A chamada guerra contra um “inimigo invisível” só é em parte verdade. Há quem precise de provas visíveis para a ameaça seja considerada concreta. Nesse caso, uma pilha de corpos com exames comprovatórios de que o novo coronavírus seja o agente infectante a provocar o Covid-19 – o nome da doença. O problema é que na rede pública os testes realizados nas vítimas têm demorado cerca de dez dias para que saia um resultado. Enquanto em dois ou três dias já são disponibilizados na rede particular. A discrepância entre as duas contagens poderá levar os mais simples a crer que seja uma doença de ricos, como se apregoava no começo da pandemia. Deveriam saber que os hospitais de campanha montados de última hora não estão sendo erguidos para os que conseguem vagas nos melhores leitos.

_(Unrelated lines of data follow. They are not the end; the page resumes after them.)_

//! Schema resolution: turning a model's `info` document into typed fields.
//!
//! The document is untrusted third-party data. Every field is inferred on its
//! own, so one field with an unknown `type` costs that field only; it is
//! skipped and reported as a warning diagnostic on the resolved schema.

use runway_types::{Diagnostic, FieldDescriptor, SemanticType, SlotValue, parse_bool};
use serde_json::Value;
use thiserror::Error;
use tracing::warn;

/// Largest `length` a vector field may declare.
pub const MAX_VECTOR_LENGTH: usize = 1 << 16;

/// Everything learned from one successful `info` fetch.
#[derive(Clone, Debug, Default, PartialEq)]
pub struct ResolvedSchema {
    summary: Option<String>,
    inputs: Vec<FieldDescriptor>,
    outputs: Vec<FieldDescriptor>,
    warnings: Vec<Diagnostic>,
}

impl ResolvedSchema {
    /// Free-text description of the model, when the document carries one.
    pub fn summary(&self) -> Option<&str> {
        self.summary.as_deref()
    }

    /// Declared inputs followed by the synthetic `Query` trigger.
    pub fn inputs(&self) -> &[FieldDescriptor] {
        &self.inputs
    }

    pub fn outputs(&self) -> &[FieldDescriptor] {
        &self.outputs
    }

    /// Per-field problems found while inferring types.
    pub fn warnings(&self) -> &[Diagnostic] {
        &self.warnings
    }
}

/// Errors raised while interpreting a metadata document.
#[derive(Debug, Clone, Error, PartialEq, Eq)]
pub enum SchemaError {
    #[error("field '{field}' does not match its declared shape: {reason}")]
    SchemaMismatch { field: String, reason: String },

    #[error("field '{field}' has unsupported type '{declared}'")]
    UnsupportedFieldType { field: String, declared: String },

    #[error("model metadata is not a JSON object: {0}")]
    MalformedDocument(String),

    #[error("model metadata section '{0}' is not a list")]
    InvalidSection(&'static str),
}

/// Interpret a whole `info` document.
///
/// Absent `inputs`/`outputs` sections count as empty. The `Query` trigger is
/// always appended as the last input.
pub fn resolve_schema(document: &Value) -> Result<ResolvedSchema, SchemaError> {
    let Value::Object(root) = document else {
        return Err(SchemaError::MalformedDocument(json_kind(document).to_string()));
    };

    let summary = match root.get("description") {
        None | Some(Value::Null) => None,
        Some(description) => Some(stringify(description)),
    };

    let mut warnings = Vec::new();
    let mut inputs = infer_section(section(document, "inputs")?, "input", &mut warnings);
    inputs.push(FieldDescriptor::query_trigger());
    let outputs = infer_section(section(document, "outputs")?, "output", &mut warnings);

    Ok(ResolvedSchema {
        summary,
        inputs,
        outputs,
        warnings,
    })
}

fn section<'a>(document: &'a Value, key: &'static str) -> Result<&'a [Value], SchemaError> {
    match document.get(key) {
        None | Some(Value::Null) => Ok(&[]),
        Some(Value::Array(items)) => Ok(items),
        Some(_) => Err(SchemaError::InvalidSection(key)),
    }
}

fn infer_section(raw_fields: &[Value], role: &str, warnings: &mut Vec<Diagnostic>) -> Vec<FieldDescriptor> {
    let mut fields = Vec::with_capacity(raw_fields.len());
    for raw in raw_fields {
        match infer_field(raw) {
            Ok(field) => fields.push(field),
            Err(error) => {
                warn!(role, error = %error, "skipping model field");
                warnings.push(Diagnostic::warning(format!("Skipped {role}: {error}")));
            }
        }
    }
    fields
}

/// Infer the semantic type, default and description of one raw field.
///
/// | declared `type`              | semantic type                        |
/// |------------------------------|--------------------------------------|
/// | `text`, `dropdown`, `category` | [`SemanticType::Text`]             |
/// | `number`, `slider`           | `Integer` when `step` (or, without a step, the default) is an integer, else `Real` |
/// | `boolean`                    | `Boolean`                            |
/// | `vector`                     | `Vector` of `length` zeros           |
/// | `array`                      | by `itemType.type`: `text`, `number`, `image_bounding_box`, `image_landmarks` |
/// | `image`, `segmentation`      | `ImageRef`, no default image         |
///
/// Numeric defaults that fail to parse fall back to zero. Anything else is
/// [`SchemaError::UnsupportedFieldType`].
pub fn infer_field(raw: &Value) -> Result<FieldDescriptor, SchemaError> {
    let Value::Object(spec) = raw else {
        return Err(SchemaError::SchemaMismatch {
            field: "<unnamed>".into(),
            reason: format!("expected an object, found {}", json_kind(raw)),
        });
    };

    let name = spec.get("name").map(stringify).unwrap_or_default();
    if name.trim().is_empty() {
        return Err(SchemaError::SchemaMismatch {
            field: "<unnamed>".into(),
            reason: "field has no name".into(),
        });
    }
    let declared = spec.get("type").map(stringify).unwrap_or_default();
    let description = spec.get("description").map(stringify).unwrap_or_default();
    let default = spec.get("default").map(stringify).unwrap_or_default();

    let unsupported = |declared: String| SchemaError::UnsupportedFieldType {
        field: name.clone(),
        declared,
    };

    let (semantic_type, default_value, description) = match declared.trim() {
        "text" | "dropdown" | "category" => (SemanticType::Text, SlotValue::Text(default), description),
        "number" | "slider" => {
            let integral = match spec.get("step") {
                Some(step) if !step.is_null() => stringify(step).trim().parse::<i64>().is_ok(),
                _ => default.trim().parse::<i64>().is_ok(),
            };
            let value = if integral {
                SlotValue::Integer(default.trim().parse().unwrap_or(0))
            } else {
                SlotValue::Real(default.trim().parse().unwrap_or(0.0))
            };
            let range = format!(
                "Min: {} Max: {}",
                spec.get("min").map(stringify).unwrap_or_default(),
                spec.get("max").map(stringify).unwrap_or_default()
            );
            let description = if description.is_empty() { range } else { format!("{description}\n{range}") };
            (value.semantic_type(), value, description)
        }
        "boolean" => (
            SemanticType::Boolean,
            SlotValue::Boolean(parse_bool(&default).unwrap_or(false)),
            description,
        ),
        "vector" => {
            let length = vector_length(spec.get("length")).map_err(|reason| SchemaError::SchemaMismatch {
                field: name.clone(),
                reason,
            })?;
            (SemanticType::Vector, SlotValue::Vector(vec![0.0; length]), description)
        }
        "array" => {
            let item_type = spec
                .get("itemType")
                .and_then(|item| item.get("type"))
                .map(stringify)
                .unwrap_or_default();
            let semantic_type = match item_type.trim() {
                "text" => SemanticType::ArrayOfText,
                "number" => SemanticType::ArrayOfReal,
                "image_bounding_box" => SemanticType::ArrayOfRect,
                "image_landmarks" => SemanticType::ArrayOfPointList,
                other => return Err(unsupported(format!("array<{other}>"))),
            };
            (semantic_type, semantic_type.default_value(), description)
        }
        "image" | "segmentation" => (SemanticType::ImageRef, SlotValue::Image(None), description),
        other => return Err(unsupported(other.to_string())),
    };

    Ok(FieldDescriptor::new(name, semantic_type, default_value, description))
}

fn vector_length(raw: Option<&Value>) -> Result<usize, String> {
    let length = declared_vector_length(raw)?;
    if length > MAX_VECTOR_LENGTH {
        return Err(format!("vector length {length} exceeds the limit of {MAX_VECTOR_LENGTH}"));
    }
    Ok(length)
}

fn declared_vector_length(raw: Option<&Value>) -> Result<usize, String> {
    match raw {
        Some(Value::Number(number)) => number
            .as_u64()
            .and_then(|length| usize::try_from(length).ok())
            .ok_or_else(|| format!("vector length {number} is not a non-negative integer")),
        Some(Value::String(text)) => text
            .trim()
            .parse()
            .map_err(|_| format!("vector length '{text}' is not a non-negative integer")),
        Some(other) => Err(format!("vector length must be a number, found {}", json_kind(other))),
        None => Err("vector field has no length".into()),
    }
}

/// Render a schema value as text: strings verbatim, `null` as empty, anything
/// else as compact JSON.
pub(crate) fn stringify(value: &Value) -> String {
    match value {
        Value::String(text) => text.clone(),
        Value::Null => String::new(),
        other => other.to_string(),
    }
}

pub(crate) fn json_kind(value: &Value) -> &'static str {
    match value {
        Value::Null => "null",
        Value::Bool(_) => "a boolean",
        Value::Number(_) => "a number",
        Value::String(_) => "a string",
        Value::Array(_) => "an array",
        Value::Object(_) => "an object",
    }
}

O inimigo contagiante não respeitou a melhor estrutura de saúde de países europeus ou Estados Unidos. Enquanto caminhava para o seu pico, fez com que o sistema de atendimento entrasse em colapso. Imagens de caixões colocados lado a lado se afiguravam a de filmes de ficção com enredo apocalíptico. Como o mal está no ar que respiramos, o drama está quase a apresentar toda a sua força em nosso cotidiano. Contudo, as pessoas ainda estão a desacreditar. Até que um vizinho, depois outro; um conhecido, depois outro; o esposo, a mãe, um tio querido de um amigo; a avó ou a babá que o criou venham a sucumbir à doença. Só então, o sobrevivente crerá no mal invisível. Nem mesmo a voz do capitão da nau insensata, a proclamar que tudo não passa de alarme catastrofista de inimigos e o distanciamento social é ineficiente e prejudicial a economia, bastará para evitar que haja uma convulsão na sociedade quando tudo degringolar.

Ivan Lessa, um cronista paulistano, escreveu há anos: “Três entre quatro políticos não sabem que país é este. O quarto acha que é a Suíça” e “A cada 15 anos, o Brasil esquece do que aconteceu nos últimos 15 anos”. Comungo com ele dessas convicções. O político, ainda que saiba de nossas péssimas condições de saneamento básico e sistema de saúde precário, usa como régua a vida que leva ao ser eleito. A mordomia o desloca do Brasil real para o ideal. Para reeleger-se, usa da péssima memória do eleitor para voltar ao poder ainda que tenha renegado suas origens. Ou conta com assessores e marqueteiros para maquiarem possíveis arranhões em sua reputação. Esses magos conseguem transformar erros em predicados, mudanças de tática em flexibilidade, teimosia em força de caráter.

A esperança é que a pandemia de Covid-19 venha a separar o joio do trigo. Que saibamos perceber quando um servidor público – é disso que se trata afinal um político eleito – age por interesse próprio ou a favor de um grupo de uns poucos em detrimento à população que representa. Que tenha a grandeza de tomar atitudes graves, mas necessárias. Que se coloque a disposição do povo não para atacar inimigos ocultos, porém para defender os bons propósitos da República que comanda como executivo e da Democracia que o elegeu e jurou defender. Queria que assim fosse, ainda que continue a reverberar em minha mente a frase de Ivan Lessa, lido quando era bem moço e bastante crédulo do belo futuro alardeado a época para meu país – pátria amada, Brasil!